═══ PROVIDED DATA

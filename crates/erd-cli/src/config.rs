//! CLI configuration management

use std::path::{Path, PathBuf};

use erd_primitives::{DEFAULT_HRP, DEFAULT_NUM_SHARDS};
use erd_types::NetworkConfig;
use serde::{Deserialize, Serialize};
use tracing::{debug, warn};

use crate::CliError;

/// CLI configuration
#[derive(Debug, Clone, PartialEq, Serialize, Deserialize)]
#[serde(default)]
pub struct Config {
    /// Address prefix
    pub hrp: String,
    /// Chain id used for new transactions
    pub chain_id: String,
    /// Number of shards for shard lookups
    pub num_shards: u32,
    /// Gas of a plain value transfer
    pub min_gas_limit: u64,
    /// Extra gas per byte of payload
    pub gas_per_data_byte: u64,
    /// Gas price multiplier for gas above the move-balance cost
    pub gas_price_modifier: f64,
    /// Lowest accepted gas price
    pub min_gas_price: u64,
}

impl Default for Config {
    fn default() -> Self {
        let network = NetworkConfig::default();
        Self {
            hrp: DEFAULT_HRP.to_string(),
            chain_id: network.chain_id,
            num_shards: DEFAULT_NUM_SHARDS,
            min_gas_limit: network.min_gas_limit,
            gas_per_data_byte: network.gas_per_data_byte,
            gas_price_modifier: network.gas_price_modifier,
            min_gas_price: network.min_gas_price,
        }
    }
}

impl Config {
    /// Get the config directory path
    pub fn config_dir() -> Option<PathBuf> {
        dirs::home_dir().map(|h| h.join(".erd"))
    }

    /// Get the default config file path
    pub fn default_path() -> Option<PathBuf> {
        Self::config_dir().map(|d| d.join("config.toml"))
    }

    /// Load from `path`; a missing file yields the defaults
    pub fn load_from(path: &Path) -> Result<Self, CliError> {
        if !path.exists() {
            debug!(path = %path.display(), "No config file, using defaults");
            return Ok(Self::default());
        }
        let content = std::fs::read_to_string(path)?;
        toml::from_str(&content).map_err(|e| CliError::Config(format!("{}: {}", path.display(), e)))
    }

    /// Load from the default location, falling back to the defaults
    pub fn load() -> Self {
        let Some(path) = Self::default_path() else {
            return Self::default();
        };
        match Self::load_from(&path) {
            Ok(config) => config,
            Err(e) => {
                warn!(error = %e, "Ignoring unreadable config file");
                Self::default()
            }
        }
    }

    /// Save to `path`, creating parent directories
    pub fn save_to(&self, path: &Path) -> Result<(), CliError> {
        if let Some(parent) = path.parent() {
            std::fs::create_dir_all(parent)?;
        }
        let content = toml::to_string_pretty(self).map_err(|e| CliError::Config(e.to_string()))?;
        std::fs::write(path, content)?;
        debug!(path = %path.display(), "Saved config");
        Ok(())
    }

    /// Fee parameters
    pub fn network_config(&self) -> NetworkConfig {
        NetworkConfig {
            chain_id: self.chain_id.clone(),
            min_gas_limit: self.min_gas_limit,
            gas_per_data_byte: self.gas_per_data_byte,
            gas_price_modifier: self.gas_price_modifier,
            min_gas_price: self.min_gas_price,
        }
    }
}
//! Network parameters used for fee computation

use serde::{Deserialize, Serialize};

/// Network parameters supplied by a node or by local configuration
#[derive(Debug, Clone, PartialEq, Serialize, Deserialize)]
#[serde(default)]
pub struct NetworkConfig {
    /// Chain id
    pub chain_id: String,
    /// Gas of a plain value transfer
    pub min_gas_limit: u64,
    /// Extra gas per byte of payload
    pub gas_per_data_byte: u64,
    /// Multiplier applied to the gas price for gas above the move-balance cost
    pub gas_price_modifier: f64,
    /// Lowest accepted gas price
    pub min_gas_price: u64,
}

impl Default for NetworkConfig {
    fn default() -> Self {
        Self {
            chain_id: "D".to_string(),
            min_gas_limit: 50_000,
            gas_per_data_byte: 1_500,
            gas_price_modifier: 0.01,
            min_gas_price: 1_000_000_000,
        }
    }
}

══════

--- ACTIVITY ---
Would you please work out how many lines of the data hold "NetworkConfig"? Reply with the number alone.

--- ANSWER AREA ---
6